Diana Narváez, Beatriz Di Martino Ortiz, Mirtha Rodríguez Masi

Department of Dermatology, Clinicas Hospital, Faculty of Medical Sciences, National University of Asuncion, Paraguay

Corresponding author: Prof. Dr. Beatriz María Di Martino Ortiz,

E-mail: beatrizdimartino@gmail.com

Submission: 29.04.2016; Acceptance: 13.06.2016

DOI: 10.7241/ourd.20171.20


Figurate skin eruptions are fixed or migratory lesions, which is clinically characterized by annular circinate, arcuate, targetoid or polycyclic plaque. Although most skin lesions typical annular are dermatophytosis (ringworm), general practitioners and especially pediatricians have to consider other possible diagnoses. Tinea corporis often can be diagnosed based on a direct positive test with potassium hydroxide. Topical and systemic antifungal are usually curative. Pityriasis rosea is characterized by small lesions, light erythematosus colored, distributed along the lines of division of the skin. Treatment is symptomatic. Granuloma annulare is characterized by annular plaques with non-squamous indurated edges, usually in the extremities. Half of the cases resolve spontaneously within two years. Hansen’s disease may present with similar body ringworm plates by submitting one or more annular lesions. Urticaria, that may affect 10 to 20 percent of the population, is presented with evanescent annular plates with no scales. The subacute cutaneous lupus erythematosus may occur in a ring on sun-exposed areas as well as Papulosquamous form. Erythema annulare centrifugum typically presents annular shaped scaly patches on the edges of the erythematous plaques. In all cases both findings, clinical and histopathological should be considered when it comes to annular lesions which are frequently seen in daily routine.

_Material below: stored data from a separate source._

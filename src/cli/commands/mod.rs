//! CLI command implementations.

pub mod config;
pub mod mint;
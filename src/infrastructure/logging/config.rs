use std::path::PathBuf;

use crate::domain::models::LogLevel;

/// Logging configuration
#[derive(Debug, Clone, Default)]
pub struct LogConfig {
    /// Default verbosity; `RUST_LOG` directives refine it
    pub level: LogLevel,

    /// Output format for the stderr stream
    pub format: LogFormat,

    /// Directory for daily-rotated JSON log files (optional, stderr only if None)
    pub log_dir: Option<PathBuf>,
}

#[derive(Debug, Clone, Copy, Default, PartialEq, Eq, clap::ValueEnum)]
pub enum LogFormat {
    Json,
    #[default]
    Pretty,
}
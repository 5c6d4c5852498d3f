/// Read-only clipboard access, used to prefill the session input.
pub trait Clipboard {
    fn read_text(&self) -> Option<String>;
}

/// Clipboard with fixed contents.
#[derive(Debug, Default, Clone)]
pub struct StaticClipboard(Option<String>);

impl StaticClipboard {
    pub fn new(text: impl Into<String>) -> Self {
        Self(Some(text.into()))
    }

    pub fn empty() -> Self {
        Self(None)
    }
}

impl Clipboard for StaticClipboard {
    fn read_text(&self) -> Option<String> {
        self.0.clone()
    }
}

impl<F: Fn() -> Option<String>> Clipboard for F {
    fn read_text(&self) -> Option<String> {
        self()
    }
}
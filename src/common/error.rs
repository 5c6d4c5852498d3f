use thiserror::Error;

// Encoding failure
//------------------------------------------------------------------------------

/// Reasons a payload cannot be turned into a QR matrix.
#[derive(Debug, PartialEq, Eq, Clone, Error)]
pub enum EncodingFailure {
    #[error("Empty data")]
    EmptyData,
    #[error("Data too long")]
    DataTooLong,
    #[error("Unsupported payload: {0}")]
    Unsupported(String),
    #[error("Matrix rows have unequal lengths")]
    RaggedMatrix,
}

impl From<qrcode::types::QrError> for EncodingFailure {
    fn from(err: qrcode::types::QrError) -> Self {
        match err {
            qrcode::types::QrError::DataTooLong => Self::DataTooLong,
            other => Self::Unsupported(other.to_string()),
        }
    }
}

// Error
//------------------------------------------------------------------------------

#[derive(Debug, Error)]
pub enum Error {
    #[error("QR encoding failed: {0}")]
    Encoding(#[from] EncodingFailure),

    #[error("Image codec error: {0}")]
    Image(#[from] image::ImageError),

    #[error("Storage error for key '{key}': {source}")]
    Storage {
        key: String,
        #[source]
        source: std::io::Error,
    },

    #[error("Serialization error: {0}")]
    Serialize(#[from] serde_json::Error),

    #[error("Index {index} out of range for {len} saved codes")]
    IndexOutOfRange { index: usize, len: usize },

    #[error("Invalid color: {0}")]
    InvalidColor(String),

    #[error("Invalid protocol: '{0}'")]
    InvalidProtocol(String),

    #[error("Invalid config: {0}")]
    Config(#[from] toml::de::Error),

    #[error("Failed to read config {path}: {source}")]
    ConfigRead {
        path: std::path::PathBuf,
        #[source]
        source: std::io::Error,
    },
}

impl Error {
    pub(crate) fn storage(key: impl Into<String>, source: std::io::Error) -> Self {
        Self::Storage { key: key.into(), source }
    }
}

pub type Result<T> = std::result::Result<T, Error>;

#[cfg(test)]
mod error_tests {
    use super::{EncodingFailure, Error};

    #[test]
    fn test_qrcode_error_mapping() {
        let err: EncodingFailure = qrcode::types::QrError::DataTooLong.into();
        assert_eq!(err, EncodingFailure::DataTooLong);
        let err: EncodingFailure = qrcode::types::QrError::InvalidCharacter.into();
        assert!(matches!(err, EncodingFailure::Unsupported(_)));
    }

    #[test]
    fn test_display() {
        let err = Error::IndexOutOfRange { index: 5, len: 2 };
        assert_eq!(err.to_string(), "Index 5 out of range for 2 saved codes");
        let err = Error::from(EncodingFailure::EmptyData);
        assert_eq!(err.to_string(), "QR encoding failed: Empty data");
    }
}
mod kv;

pub use kv::{FileStore, KvStore, MemoryStore};

use std::collections::BTreeSet;
use std::path::Path;

use image::RgbImage;
use serde::{Deserialize, Serialize};
use uuid::Uuid;

use crate::common::{Error, Result};
use crate::render::{decode_png, encode_png};

// Saved code
//------------------------------------------------------------------------------

/// A saved QR: PNG bytes plus the text it was generated from.
#[derive(Debug, PartialEq, Eq, Clone, Serialize, Deserialize)]
pub struct SavedQrCode {
    id: Uuid,
    #[serde(with = "png_base64")]
    image: Vec<u8>,
    text: String,
}

impl SavedQrCode {
    fn new(image: Vec<u8>, text: String) -> Self {
        Self { id: Uuid::new_v4(), image, text }
    }

    pub fn id(&self) -> Uuid {
        self.id
    }

    /// PNG-encoded raster.
    pub fn image_bytes(&self) -> &[u8] {
        &self.image
    }

    pub fn text(&self) -> &str {
        &self.text
    }

    pub fn decode_image(&self) -> Result<RgbImage> {
        decode_png(&self.image)
    }
}

mod png_base64 {
    use base64::{engine::general_purpose::STANDARD, Engine as _};
    use serde::{Deserialize, Deserializer, Serializer};

    pub fn serialize<S: Serializer>(bytes: &[u8], s: S) -> Result<S::Ok, S::Error> {
        s.serialize_str(&STANDARD.encode(bytes))
    }

    pub fn deserialize<'de, D: Deserializer<'de>>(d: D) -> Result<Vec<u8>, D::Error> {
        let encoded = String::deserialize(d)?;
        STANDARD.decode(encoded).map_err(serde::de::Error::custom)
    }
}

// Saved code store
//------------------------------------------------------------------------------

/// Ordered saved codes, written through to a [`KvStore`] after every mutation.
///
/// A mutation only lands in memory once the write succeeded, so memory and storage
/// never disagree.
pub struct SavedCodeStore<K> {
    kv: K,
    key: String,
    codes: Vec<SavedQrCode>,
}

impl<K: KvStore> SavedCodeStore<K> {
    /// Reads the list stored under `key`. Missing or corrupt data gives an empty store.
    pub fn load(kv: K, key: impl Into<String>) -> Self {
        let mut store = Self { kv, key: key.into(), codes: Vec::new() };
        store.reload();
        store
    }

    /// Re-reads the persisted list, discarding the in-memory one.
    pub fn reload(&mut self) {
        self.codes = match self.read() {
            Ok(codes) => codes,
            Err(err) => {
                tracing::warn!(key = %self.key, %err, "Discarding unreadable saved codes");
                Vec::new()
            }
        };
        tracing::debug!(key = %self.key, count = self.codes.len(), "Loaded saved codes");
    }

    fn read(&self) -> Result<Vec<SavedQrCode>> {
        match self.kv.get(&self.key)? {
            Some(bytes) => Ok(serde_json::from_slice(&bytes)?),
            None => Ok(Vec::new()),
        }
    }

    fn commit(&mut self, codes: Vec<SavedQrCode>) -> Result<()> {
        let bytes = serde_json::to_vec(&codes)?;
        self.kv.set(&self.key, &bytes)?;
        self.codes = codes;
        Ok(())
    }

    fn check_index(&self, index: usize) -> Result<()> {
        if index >= self.codes.len() {
            return Err(Error::IndexOutOfRange { index, len: self.codes.len() });
        }
        Ok(())
    }

    /// PNG-encodes `raster` and appends it with `text`.
    pub fn save(&mut self, raster: &RgbImage, text: impl Into<String>) -> Result<&SavedQrCode> {
        let png = encode_png(raster)?;
        let code = SavedQrCode::new(png, text.into());
        let id = code.id;

        let mut next = self.codes.clone();
        next.push(code);
        self.commit(next)?;

        tracing::info!(%id, count = self.codes.len(), "Saved QR code");
        Ok(&self.codes[self.codes.len() - 1])
    }

    /// Moves the entry at `from` so that it ends up at index `to`.
    pub fn move_item(&mut self, from: usize, to: usize) -> Result<()> {
        self.check_index(from)?;
        self.check_index(to)?;
        if from == to {
            return Ok(());
        }

        let mut next = self.codes.clone();
        let code = next.remove(from);
        next.insert(to, code);
        self.commit(next)?;

        tracing::info!(from, to, "Moved saved QR code");
        Ok(())
    }

    /// Removes every listed position in one write. Any out-of-range index rejects the call.
    pub fn delete<I: IntoIterator<Item = usize>>(&mut self, indices: I) -> Result<()> {
        let indices: BTreeSet<usize> = indices.into_iter().collect();
        if let Some(&max) = indices.last() {
            self.check_index(max)?;
        } else {
            return Ok(());
        }

        let next = self
            .codes
            .iter()
            .enumerate()
            .filter(|(i, _)| !indices.contains(i))
            .map(|(_, c)| c.clone())
            .collect();
        self.commit(next)?;

        tracing::info!(removed = indices.len(), count = self.codes.len(), "Deleted saved QR codes");
        Ok(())
    }

    /// Empties the store and removes the persisted key altogether.
    pub fn clear_all(&mut self) -> Result<()> {
        self.kv.remove(&self.key)?;
        self.codes.clear();
        tracing::info!(key = %self.key, "Cleared saved QR codes");
        Ok(())
    }

    /// Writes the PNG of the entry at `index` to `path`.
    pub fn export_png(&self, index: usize, path: impl AsRef<Path>) -> Result<()> {
        self.check_index(index)?;
        let path = path.as_ref();
        std::fs::write(path, self.codes[index].image_bytes())
            .map_err(|e| Error::storage(path.display().to_string(), e))
    }

    pub fn len(&self) -> usize {
        self.codes.len()
    }

    pub fn is_empty(&self) -> bool {
        self.codes.is_empty()
    }

    pub fn get(&self, index: usize) -> Option<&SavedQrCode> {
        self.codes.get(index)
    }

    pub fn find(&self, id: Uuid) -> Option<&SavedQrCode> {
        self.codes.iter().find(|c| c.id == id)
    }

    pub fn iter(&self) -> std::slice::Iter<'_, SavedQrCode> {
        self.codes.iter()
    }

    pub fn codes(&self) -> &[SavedQrCode] {
        &self.codes
    }

    pub fn key(&self) -> &str {
        &self.key
    }

    pub fn kv(&self) -> &K {
        &self.kv
    }

    pub fn into_kv(self) -> K {
        self.kv
    }
}

impl<'a, K: KvStore> IntoIterator for &'a SavedCodeStore<K> {
    type Item = &'a SavedQrCode;
    type IntoIter = std::slice::Iter<'a, SavedQrCode>;
    fn into_iter(self) -> Self::IntoIter {
        self.codes.iter()
    }
}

Key words: Figurate erythema; Erythema anular; Granuloma annulare; Tinea corporis; Centrifugal annular erythema


Annular lesions are extremely common in daily clinical dermatological practice, but can be misleading for general practitioners unfamiliar with them.

The term “annular” is derived from the Latin word “ring”. The lesions appear as macules (changes in skin color) circular or ovoid, or plaques (solid content lesions more than 1 cm. of diameter in which predominate the extent and surface rather than deep) with an erythematous border and a clear center.

The most common cause of annular lesions found in the adult and child population is ringworm, which can be successfully diagnosed without a biopsy, in typical cases. However, conditions other than this, may present the same clinical appearance (Table 1).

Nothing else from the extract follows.